The Russian alphabet was created in IX Century, deriving from Greek, and is called Cyrillic, after its creator, St. Cyril.
It has changed many times throughout the centuries, and thanks to Peter the Great (who liked everything Western) in 1708 it was adjusted to look more like the Roman alphabet. Last changes were made in 1918, and the current version of the Russian alphabet hasn’t changed since then. Although, there was an idea to latinise the Russian alphabet (use the Roman alphabet instead), so many literary masterpieces might not have been existed in the untouched way.
As I already mentioned in my previous post, the Russian alphabet only seems like a stranger, in fact it is not so difficult to learn.
Although initially you might confuse Russian letters with their English equivalents - it is absolutely fine, you have dealt with the Roman alphabet all your life, and Cyrillic is a new friend for you.

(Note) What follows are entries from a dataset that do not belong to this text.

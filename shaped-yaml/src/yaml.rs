//! Adapters between events and YAML text, via `yaml-rust2`
//!
//! [`YamlSource`] parses text into the event vocabulary of [`crate::event`],
//! keeping the source position of every event so that load errors can say
//! where they happened.  [`YamlSink`] collects saved events into a
//! [`Yaml`] document and renders it with [`YamlEmitter`].
//!
//! Only the first document of a stream is loaded.  Tags are ignored.

use std::collections::VecDeque;

use hashlink::LinkedHashMap;
use yaml_rust::parser::{Event as YamlEvent, MarkedEventReceiver, Parser};
use yaml_rust::scanner::{Marker as YamlMarker, ScanError, TScalarStyle};
use yaml_rust::{Yaml, YamlEmitter};

use crate::error::{Error, ErrorKind};
use crate::event::{AnchorId, Event, EventSink, EventSource, Marker, ScalarStyle, Style};
use crate::scalar;

fn marker(mark: &YamlMarker) -> Marker {
    Marker::new(mark.index(), mark.line(), mark.col() + 1)
}

fn anchor(aid: usize) -> Option<AnchorId> {
    if aid == 0 {
        None
    } else {
        Some(AnchorId(aid))
    }
}

struct Collector<'a> {
    text: &'a str,
    events: VecDeque<(Event, Marker)>,
    documents: usize,
}

impl<'a> Collector<'a> {
    fn new(text: &'a str) -> Self {
        Self {
            text,
            events: VecDeque::new(),
            documents: 0,
        }
    }

    /// The parser stands in `~` for omitted values; tell those apart from
    /// a `~` actually written in the source
    fn omitted(&self, value: &str, style: TScalarStyle, mark: &YamlMarker) -> bool {
        style == TScalarStyle::Plain
            && value == "~"
            && self.text.chars().nth(mark.index()) != Some('~')
    }
}

impl MarkedEventReceiver for Collector<'_> {
    fn on_event(&mut self, ev: YamlEvent, mark: YamlMarker) {
        let event = match ev {
            YamlEvent::Nothing | YamlEvent::StreamStart => return,
            YamlEvent::StreamEnd => {
                if self.documents == 0 {
                    self.events
                        .push_back((Event::DocumentEnd { explicit: false }, marker(&mark)));
                }
                return;
            }
            YamlEvent::DocumentStart => {
                self.documents += 1;
                Event::DocumentStart { explicit: false }
            }
            YamlEvent::DocumentEnd => Event::DocumentEnd { explicit: false },
            YamlEvent::Alias(aid) => Event::Alias(AnchorId(aid)),
            YamlEvent::Scalar(value, style, aid, _tag) => Event::Scalar {
                value: if self.omitted(&value, style, &mark) {
                    String::new()
                } else {
                    value
                },
                style: if style == TScalarStyle::Plain {
                    ScalarStyle::Plain
                } else {
                    ScalarStyle::Quoted
                },
                anchor: anchor(aid),
            },
            YamlEvent::SequenceStart(aid, _tag) => Event::SequenceStart {
                anchor: anchor(aid),
                style: Style::Unset,
            },
            YamlEvent::SequenceEnd => Event::SequenceEnd,
            YamlEvent::MappingStart(aid, _tag) => Event::MappingStart {
                anchor: anchor(aid),
                style: Style::Unset,
            },
            YamlEvent::MappingEnd => Event::MappingEnd,
        };
        self.events.push_back((event, marker(&mark)));
    }
}

fn scan_error(err: &ScanError) -> Error {
    Error::new(ErrorKind::ParserError)
        .with_message(err.info())
        .with_mark(Some(marker(err.marker())))
}

/// An [`EventSource`] over YAML text
///
/// The whole of the first document is tokenized up front, so syntax errors
/// are reported by [`YamlSource::new`] before any loading starts.
///
/// ```
/// use shaped_yaml::event::{Event, EventSource};
/// use shaped_yaml::yaml::YamlSource;
///
/// let mut source = YamlSource::new("hello").unwrap();
/// assert_eq!(source.next_event().unwrap(), Event::document_start());
/// assert!(matches!(source.next_event().unwrap(), Event::Scalar { value, .. } if value == "hello"));
/// assert_eq!(source.marker().unwrap().line(), 1);
/// ```
#[derive(Debug)]
pub struct YamlSource {
    events: VecDeque<(Event, Marker)>,
    last: Option<Marker>,
}

impl YamlSource {
    /// Tokenize `text`
    pub fn new(text: &str) -> Result<Self, Error> {
        let mut collector = Collector::new(text);
        let mut parser = Parser::new_from_str(text);
        parser
            .load(&mut collector, false)
            .map_err(|err| scan_error(&err))?;
        if collector.events.is_empty() {
            collector
                .events
                .push_back((Event::DocumentEnd { explicit: false }, Marker::new(0, 1, 1)));
        }
        Ok(Self {
            events: collector.events,
            last: None,
        })
    }
}

impl EventSource for YamlSource {
    fn next_event(&mut self) -> Result<Event, Error> {
        let (event, mark) = self.events.pop_front().ok_or_else(|| {
            Error::new(ErrorKind::ParserError)
                .with_message("document ended unexpectedly")
                .with_mark(self.last)
        })?;
        self.last = Some(mark);
        Ok(event)
    }

    fn marker(&self) -> Option<Marker> {
        self.last
    }
}

enum Building {
    Sequence(Vec<Yaml>),
    Mapping(LinkedHashMap<Yaml, Yaml>, Option<Yaml>),
}

/// An [`EventSink`] rendering YAML text
///
/// Block and flow hints are not honoured: `yaml-rust2` writes every
/// non-empty collection in block style.
///
/// ```
/// use shaped_yaml::event::{Event, EventSink};
/// use shaped_yaml::yaml::YamlSink;
///
/// let mut sink = YamlSink::new();
/// for event in [
///     Event::document_start(),
///     Event::mapping_start(),
///     Event::scalar("port"),
///     Event::scalar("8080"),
///     Event::MappingEnd,
///     Event::document_end(),
/// ] {
///     sink.emit(event).unwrap();
/// }
/// assert_eq!(sink.finish().unwrap(), "port: \"8080\"\n");
/// ```
#[derive(Default)]
pub struct YamlSink {
    stack: Vec<Building>,
    document: Option<Yaml>,
    started: bool,
    explicit_start: bool,
    explicit_end: Option<bool>,
}

fn unbalanced(what: &str) -> Error {
    Error::new(ErrorKind::EmitterError).with_message(format!("unbalanced {}", what))
}

/// The YAML value for a scalar, typed so the emitter leaves plain text bare
fn scalar_yaml(value: String, style: ScalarStyle) -> Yaml {
    if style != ScalarStyle::Plain {
        return Yaml::String(value);
    }
    if let Ok(v) = value.parse::<i64>() {
        Yaml::Integer(v)
    } else if value == "true" || value == "false" {
        Yaml::Boolean(value == "true")
    } else if value == "null" || value == "~" {
        Yaml::Null
    } else if !value.is_empty() && scalar::parse_float(&value).is_some() {
        Yaml::Real(value)
    } else {
        Yaml::String(value)
    }
}

impl YamlSink {
    /// Create an empty sink
    pub fn new() -> Self {
        Self::default()
    }

    fn push_value(&mut self, value: Yaml) -> Result<(), Error> {
        match self.stack.last_mut() {
            None => {
                if !self.started || self.document.is_some() {
                    return Err(unbalanced("document"));
                }
                self.document = Some(value);
            }
            Some(Building::Sequence(items)) => items.push(value),
            Some(Building::Mapping(map, key)) => match key.take() {
                None => *key = Some(value),
                Some(key) => {
                    map.insert(key, value);
                }
            },
        }
        Ok(())
    }

    /// Render the collected document as text
    ///
    /// The `---` and `...` markers are written only when the document's
    /// events asked for them.
    pub fn finish(self) -> Result<String, Error> {
        let document = match (self.document, self.explicit_end) {
            (Some(document), Some(_)) if self.stack.is_empty() => document,
            _ => {
                return Err(Error::new(ErrorKind::EmitterError)
                    .with_message("no complete document was written"))
            }
        };
        let mut out = String::new();
        YamlEmitter::new(&mut out)
            .dump(&document)
            .map_err(|e| Error::new(ErrorKind::EmitterError).with_message(format!("{:?}", e)))?;
        let mut text = if self.explicit_start {
            out
        } else {
            match out.strip_prefix("---") {
                Some(rest) => rest.trim_start_matches([' ', '\n']).to_string(),
                None => out,
            }
        };
        text.push('\n');
        if self.explicit_end == Some(true) {
            text.push_str("...\n");
        }
        Ok(text)
    }
}

impl EventSink for YamlSink {
    fn emit(&mut self, event: Event) -> Result<(), Error> {
        match event {
            Event::DocumentStart { explicit } => {
                if self.started {
                    return Err(Error::new(ErrorKind::EmitterError)
                        .with_message("only one document can be written"));
                }
                self.started = true;
                self.explicit_start = explicit;
            }
            Event::DocumentEnd { explicit } => {
                if !self.stack.is_empty() || self.document.is_none() {
                    return Err(unbalanced("document"));
                }
                self.explicit_end = Some(explicit);
            }
            Event::Scalar { value, style, .. } => self.push_value(scalar_yaml(value, style))?,
            Event::MappingStart { .. } => self
                .stack
                .push(Building::Mapping(LinkedHashMap::new(), None)),
            Event::SequenceStart { .. } => self.stack.push(Building::Sequence(Vec::new())),
            Event::MappingEnd => match self.stack.pop() {
                Some(Building::Mapping(map, None)) => self.push_value(Yaml::Hash(map))?,
                _ => return Err(unbalanced("mapping")),
            },
            Event::SequenceEnd => match self.stack.pop() {
                Some(Building::Sequence(items)) => self.push_value(Yaml::Array(items))?,
                _ => return Err(unbalanced("sequence")),
            },
            Event::Alias(_) => {
                return Err(Error::new(ErrorKind::EmitterError)
                    .with_message("aliases cannot be written"))
            }
        }
        Ok(())
    }
}
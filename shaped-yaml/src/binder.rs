//! Reading and writing typed values at offsets within a record
//!
//! The binder knows nothing of schemas.  It is given an offset, a width and
//! a scalar kind, and moves a [`Value`] in or out of a [`Record`] without
//! touching any byte outside `offset..offset + size`.

use crate::error::{Error, ErrorKind};
use crate::record::Record;

/// How the bytes of a scalar are interpreted
#[derive(Copy, Clone, Debug, PartialEq, Eq)]
pub enum ScalarKind {
    /// Two's complement, sign extended on read
    Int,
    /// Unsigned, zero extended on read
    Uint,
    /// Any non-zero value reads as true
    Bool,
    /// IEEE 754 binary32 or binary64
    Float,
}

/// A value moved through the binder
#[derive(Copy, Clone, Debug, PartialEq)]
pub enum Value {
    /// A signed integer
    Int(i64),
    /// An unsigned integer
    Uint(u64),
    /// A boolean
    Bool(bool),
    /// A float, narrowed to 32 bits when stored in 4 bytes
    Float(f64),
}

fn bad_size(kind: ScalarKind, size: usize) -> Error {
    Error::new(ErrorKind::InvalidDataSize)
        .with_message(format!("{:?} of {} bytes is not supported", kind, size))
}

/// Read the value of `kind` stored in `size` bytes at `offset`
///
/// ```
/// # use shaped_yaml::Record;
/// # use shaped_yaml::binder::{read_value, ScalarKind, Value};
/// let mut record = Record::new(4);
/// record.set_i16(0, -2).unwrap();
/// assert_eq!(read_value(&record, 0, 2, ScalarKind::Int).unwrap(), Value::Int(-2));
/// assert_eq!(read_value(&record, 0, 2, ScalarKind::Uint).unwrap(), Value::Uint(0xfffe));
/// ```
pub fn read_value(
    record: &Record,
    offset: usize,
    size: usize,
    kind: ScalarKind,
) -> Result<Value, Error> {
    let bytes = record.bytes_at(offset, size)?;
    let value = match kind {
        ScalarKind::Int => Value::Int(read_signed(bytes).ok_or_else(|| bad_size(kind, size))?),
        ScalarKind::Uint => {
            Value::Uint(read_unsigned(bytes).ok_or_else(|| bad_size(kind, size))?)
        }
        ScalarKind::Bool => {
            if read_unsigned(bytes).is_none() {
                return Err(bad_size(kind, size));
            }
            Value::Bool(bytes.iter().any(|b| *b != 0))
        }
        ScalarKind::Float => match size {
            4 => Value::Float(f64::from(f32::from_ne_bytes(array(bytes)?))),
            8 => Value::Float(f64::from_ne_bytes(array(bytes)?)),
            _ => return Err(bad_size(kind, size)),
        },
    };
    Ok(value)
}

/// Write `value` as `kind` into `size` bytes at `offset`
///
/// Integers are truncated to the width; callers check range first with
/// [`fits_signed()`] or [`fits_unsigned()`].
pub fn write_value(
    record: &mut Record,
    offset: usize,
    size: usize,
    kind: ScalarKind,
    value: Value,
) -> Result<(), Error> {
    let bytes = record.bytes_at_mut(offset, size)?;
    match (kind, value) {
        (ScalarKind::Int, Value::Int(v)) => write_integer(bytes, v as u64, kind),
        (ScalarKind::Uint, Value::Uint(v)) => write_integer(bytes, v, kind),
        (ScalarKind::Bool, Value::Bool(v)) => write_integer(bytes, u64::from(v), kind),
        (ScalarKind::Float, Value::Float(v)) => match size {
            4 => {
                bytes.copy_from_slice(&(v as f32).to_ne_bytes());
                Ok(())
            }
            8 => {
                bytes.copy_from_slice(&v.to_ne_bytes());
                Ok(())
            }
            _ => Err(bad_size(kind, size)),
        },
        (kind, value) => Err(Error::new(ErrorKind::InvalidValue)
            .with_message(format!("cannot store {:?} as {:?}", value, kind))),
    }
}

fn array<const N: usize>(bytes: &[u8]) -> Result<[u8; N], Error> {
    bytes
        .try_into()
        .map_err(|_| Error::new(ErrorKind::InvalidDataSize))
}

fn read_signed(bytes: &[u8]) -> Option<i64> {
    Some(match bytes.len() {
        1 => i64::from(i8::from_ne_bytes(bytes.try_into().ok()?)),
        2 => i64::from(i16::from_ne_bytes(bytes.try_into().ok()?)),
        4 => i64::from(i32::from_ne_bytes(bytes.try_into().ok()?)),
        8 => i64::from_ne_bytes(bytes.try_into().ok()?),
        _ => return None,
    })
}

fn read_unsigned(bytes: &[u8]) -> Option<u64> {
    Some(match bytes.len() {
        1 => u64::from(u8::from_ne_bytes(bytes.try_into().ok()?)),
        2 => u64::from(u16::from_ne_bytes(bytes.try_into().ok()?)),
        4 => u64::from(u32::from_ne_bytes(bytes.try_into().ok()?)),
        8 => u64::from_ne_bytes(bytes.try_into().ok()?),
        _ => return None,
    })
}

fn write_integer(bytes: &mut [u8], v: u64, kind: ScalarKind) -> Result<(), Error> {
    match bytes.len() {
        1 => bytes.copy_from_slice(&(v as u8).to_ne_bytes()),
        2 => bytes.copy_from_slice(&(v as u16).to_ne_bytes()),
        4 => bytes.copy_from_slice(&(v as u32).to_ne_bytes()),
        8 => bytes.copy_from_slice(&v.to_ne_bytes()),
        size => return Err(bad_size(kind, size)),
    }
    Ok(())
}

/// Whether `v` is representable as a signed integer of `size` bytes
pub fn fits_signed(v: i64, size: usize) -> bool {
    match size {
        1 => i8::try_from(v).is_ok(),
        2 => i16::try_from(v).is_ok(),
        4 => i32::try_from(v).is_ok(),
        8 => true,
        _ => false,
    }
}

/// Whether `v` is representable as an unsigned integer of `size` bytes
pub fn fits_unsigned(v: u64, size: usize) -> bool {
    match size {
        1 => u8::try_from(v).is_ok(),
        2 => u16::try_from(v).is_ok(),
        4 => u32::try_from(v).is_ok(),
        8 => true,
        _ => false,
    }
}

/// Read a NUL terminated string stored inline in `size` bytes
pub fn read_inline_str(record: &Record, offset: usize, size: usize) -> Result<&str, Error> {
    let bytes = record.bytes_at(offset, size)?;
    let end = bytes.iter().position(|b| *b == 0).ok_or_else(|| {
        Error::new(ErrorKind::StringLengthMax).with_message("inline string is not terminated")
    })?;
    std::str::from_utf8(&bytes[..end])
        .map_err(|e| Error::new(ErrorKind::InvalidValue).with_message(e.to_string()))
}

/// Write `text` inline into `size` bytes, NUL terminated and zero padded
///
/// Text holding a NUL byte is refused, as it would read back truncated.
pub fn write_inline_str(
    record: &mut Record,
    offset: usize,
    size: usize,
    text: &str,
) -> Result<(), Error> {
    if text.contains('\0') {
        return Err(Error::new(ErrorKind::InvalidValue)
            .with_message("inline string contains a NUL byte"));
    }
    if text.len() >= size {
        return Err(Error::new(ErrorKind::StringLengthMax).with_message(format!(
            "{} bytes do not fit an inline string of {} bytes",
            text.len(),
            size
        )));
    }
    let bytes = record.bytes_at_mut(offset, size)?;
    bytes.fill(0);
    bytes[..text.len()].copy_from_slice(text.as_bytes());
    Ok(())
}

#[cfg(test)]
mod test {
    use super::*;

    #[test]
    fn sign_and_zero_extension() {
        let mut record = Record::new(8);
        write_value(&mut record, 0, 1, ScalarKind::Int, Value::Int(-1)).unwrap();
        assert_eq!(&record.as_bytes()[1..], &[0u8; 7]);
        assert_eq!(read_value(&record, 0, 1, ScalarKind::Int).unwrap(), Value::Int(-1));
        assert_eq!(
            read_value(&record, 0, 1, ScalarKind::Uint).unwrap(),
            Value::Uint(255)
        );
    }

    #[test]
    fn writes_stay_in_width() {
        let mut record = Record::new(8);
        record.set_u64(0, u64::MAX).unwrap();
        write_value(&mut record, 2, 2, ScalarKind::Uint, Value::Uint(0)).unwrap();
        assert_eq!(record.get_u16(0), Some(u16::MAX));
        assert_eq!(record.get_u16(2), Some(0));
        assert_eq!(record.get_u32(4), Some(u32::MAX));
    }

    #[test]
    fn bool_reads_any_nonzero() {
        let mut record = Record::new(4);
        record.set_u32(0, 0x0100).unwrap();
        assert_eq!(
            read_value(&record, 0, 4, ScalarKind::Bool).unwrap(),
            Value::Bool(true)
        );
        write_value(&mut record, 0, 1, ScalarKind::Bool, Value::Bool(true)).unwrap();
        assert_eq!(record.get_u8(0), Some(1));
    }

    #[test]
    fn floats() {
        let mut record = Record::new(12);
        write_value(&mut record, 0, 4, ScalarKind::Float, Value::Float(1.5)).unwrap();
        write_value(&mut record, 4, 8, ScalarKind::Float, Value::Float(-2.25)).unwrap();
        assert_eq!(record.get_f32(0), Some(1.5));
        assert_eq!(
            read_value(&record, 4, 8, ScalarKind::Float).unwrap(),
            Value::Float(-2.25)
        );
    }

    #[test]
    fn unsupported_sizes() {
        let mut record = Record::new(8);
        let err = read_value(&record, 0, 3, ScalarKind::Int).unwrap_err();
        assert_eq!(err.kind(), ErrorKind::InvalidDataSize);
        let err = write_value(&mut record, 0, 2, ScalarKind::Float, Value::Float(0.0)).unwrap_err();
        assert_eq!(err.kind(), ErrorKind::InvalidDataSize);
    }

    #[test]
    fn mismatched_value() {
        let mut record = Record::new(8);
        let err = write_value(&mut record, 0, 4, ScalarKind::Int, Value::Bool(true)).unwrap_err();
        assert_eq!(err.kind(), ErrorKind::InvalidValue);
    }

    #[test]
    fn ranges() {
        assert!(fits_signed(-128, 1));
        assert!(!fits_signed(128, 1));
        assert!(fits_unsigned(65535, 2));
        assert!(!fits_unsigned(65536, 2));
        assert!(!fits_unsigned(1, 3));
    }

    #[test]
    fn inline_strings() {
        let mut record = Record::new(8);
        write_inline_str(&mut record, 0, 6, "hello").unwrap();
        assert_eq!(read_inline_str(&record, 0, 6).unwrap(), "hello");
        let err = write_inline_str(&mut record, 0, 6, "hello!").unwrap_err();
        assert_eq!(err.kind(), ErrorKind::StringLengthMax);
        write_inline_str(&mut record, 0, 6, "hi").unwrap();
        assert_eq!(read_inline_str(&record, 0, 6).unwrap(), "hi");
        let err = write_inline_str(&mut record, 0, 6, "a\0b").unwrap_err();
        assert_eq!(err.kind(), ErrorKind::InvalidValue);
        assert_eq!(read_inline_str(&record, 0, 6).unwrap(), "hi");
    }
}
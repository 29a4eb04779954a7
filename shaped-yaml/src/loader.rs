//! Loading YAML events into records
//!
//! The loader walks the schema top-down while pulling events.  Rather than
//! recursing, it keeps an explicit stack of frames, one per open mapping,
//! sequence, flag list, bitfield, or skipped subtree, so document depth is
//! bounded only by memory.
//!
//! Every frame owns the record it is filling.  When a frame completes, its
//! record is either linked into (pointer values) or copied into (inline
//! values) the record of the frame below it.  If anything fails, the stack
//! is dropped and with it every allocation made so far.

use std::collections::{HashMap, VecDeque};

use crate::binder::{self, ScalarKind, Value};
use crate::config::Config;
use crate::error::{Error, ErrorKind, PathSegment, YamlPath};
use crate::event::{AnchorId, Event, EventSource};
use crate::record::{Link, Record, Target};
use crate::scalar::{self, CaseRule};
use crate::schema::{
    BitDef, CountField, FieldSchema, FlagValue, Kind, Schema, SchemaNode, SequenceSchema,
};

/// Anchored subtrees seen so far in the document, as the events making them up
type AliasTable = HashMap<AnchorId, Vec<Event>>;

struct Recording {
    anchor: AnchorId,
    events: Vec<Event>,
    depth: usize,
}

/// Pulls events from the source, expanding aliases into the events of the
/// node they refer to
struct EventReader<S> {
    source: S,
    anchors: Option<AliasTable>,
    recordings: Vec<Recording>,
    replay: VecDeque<Event>,
}

impl<S: EventSource> EventReader<S> {
    fn new(source: S, config: &Config) -> Self {
        Self {
            source,
            anchors: if config.no_alias {
                None
            } else {
                Some(AliasTable::new())
            },
            recordings: Vec::new(),
            replay: VecDeque::new(),
        }
    }

    fn next(&mut self) -> Result<Event, Error> {
        let event = match self.replay.pop_front() {
            Some(event) => event,
            None => match self.source.next_event()? {
                Event::Alias(id) => self.resolve(id)?,
                event => event,
            },
        };
        self.record(&event);
        Ok(event)
    }

    fn resolve(&mut self, id: AnchorId) -> Result<Event, Error> {
        let table = self.anchors.as_ref().ok_or_else(|| {
            Error::new(ErrorKind::Alias).with_message(format!("alias to anchor {}", id.0))
        })?;
        let events = table.get(&id).ok_or_else(|| {
            Error::new(ErrorKind::InvalidAlias)
                .with_message(format!("anchor {} is not defined here", id.0))
        })?;
        self.replay.extend(events.iter().cloned());
        self.replay
            .pop_front()
            .ok_or_else(|| Error::new(ErrorKind::InvalidAlias))
    }

    fn record(&mut self, event: &Event) {
        let Some(table) = self.anchors.as_mut() else {
            return;
        };
        let opens = matches!(
            event,
            Event::MappingStart { .. } | Event::SequenceStart { .. }
        );
        let closes = matches!(event, Event::MappingEnd | Event::SequenceEnd);
        for recording in &mut self.recordings {
            recording.events.push(event.clone().without_anchor());
            if opens {
                recording.depth += 1;
            } else if closes {
                recording.depth = recording.depth.saturating_sub(1);
            }
        }
        while self.recordings.last().map_or(false, |r| r.depth == 0) {
            if let Some(done) = self.recordings.pop() {
                table.insert(done.anchor, done.events);
            }
        }
        if let Some(anchor) = event.anchor() {
            let events = vec![event.clone().without_anchor()];
            if opens {
                self.recordings.push(Recording {
                    anchor,
                    events,
                    depth: 1,
                });
            } else {
                table.insert(anchor, events);
            }
        }
    }
}

/// Where a value is to be stored within the record of the frame holding it
#[derive(Copy, Clone)]
struct Slot<'s> {
    node: &'s SchemaNode,
    offset: usize,
    count: Option<&'s CountField>,
}

enum Pending {
    Field(usize),
    Unknown(String),
}

struct RootFrame {
    holder: Record,
    count: usize,
    done: bool,
}

struct MappingFrame<'s> {
    slot: Slot<'s>,
    fields: &'s [FieldSchema],
    record: Record,
    seen: Vec<bool>,
    pending: Option<Pending>,
    rule: CaseRule,
}

struct SequenceFrame<'s> {
    slot: Slot<'s>,
    seq: &'s SequenceSchema,
    fixed: bool,
    record: Record,
    count: usize,
    current: Option<usize>,
}

struct FlagsFrame<'s> {
    slot: Slot<'s>,
    values: &'s [FlagValue],
    value: u64,
    rule: CaseRule,
}

struct BitfieldFrame<'s> {
    slot: Slot<'s>,
    bits: &'s [BitDef],
    value: u64,
    pending: Option<usize>,
    seen: Vec<bool>,
    rule: CaseRule,
}

enum Frame<'s> {
    Root(RootFrame),
    Mapping(MappingFrame<'s>),
    Sequence(SequenceFrame<'s>),
    Flags(FlagsFrame<'s>),
    Bitfield(BitfieldFrame<'s>),
    Skip(usize),
}

impl Frame<'_> {
    fn record_mut(&mut self) -> &mut Record {
        match self {
            Frame::Root(root) => &mut root.holder,
            Frame::Mapping(mapping) => &mut mapping.record,
            Frame::Sequence(sequence) => &mut sequence.record,
            _ => unreachable!("frame holds no values"),
        }
    }

    fn value_done(&mut self) {
        match self {
            Frame::Root(root) => root.done = true,
            Frame::Mapping(mapping) => mapping.pending = None,
            Frame::Sequence(sequence) => sequence.current = None,
            _ => {}
        }
    }
}

enum Outcome<'s> {
    Continue,
    Descend(Frame<'s>),
    Complete,
    Finished(Target),
}

fn unexpected(expected: &str, found: &Event) -> Error {
    Error::new(ErrorKind::UnexpectedEvent)
        .with_message(format!("expected {}, found {}", expected, found.describe()))
}

fn invalid(message: String) -> Error {
    Error::new(ErrorKind::InvalidValue).with_message(message)
}

fn scalar_text(event: Event) -> Result<String, Error> {
    match event {
        Event::Scalar { value, .. } => Ok(value),
        other => Err(unexpected("scalar", &other)),
    }
}

fn skip_value<'s>(event: Event) -> Result<Option<Frame<'s>>, Error> {
    match event {
        Event::Scalar { .. } => Ok(None),
        Event::MappingStart { .. } | Event::SequenceStart { .. } => Ok(Some(Frame::Skip(1))),
        other => Err(unexpected("value", &other)),
    }
}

A bit of patience and all will come.
If you travel to Russia, it is important to learn the Russian alphabet - even if you are not going to learn more - because this will allow you to read the names of some streets, stations, and many cognates like bank (банк), pizza (пи́цца), cafe (кафе́) and many many others.
The Russian alphabet has 33 letters, but looking at them all together might seem horrifying.
Therefore we will dissect them into groups:
The First Group: True Friends.
These are the ones who look the same and sound the same as the English alphabet:
Аа Оо Кк Мм Тт
Now you can read words like:
Names such Том, Э́мма
Кто? - Who?
Э́то - This
Кто э́то? - Who is this?
Э́то ма́ма - This is mum.
Там - There
Кто там? - Who’s there?
Э́то Том - This is Tom.
As you can see above, the Russian verb “to be” is not required in such phrases.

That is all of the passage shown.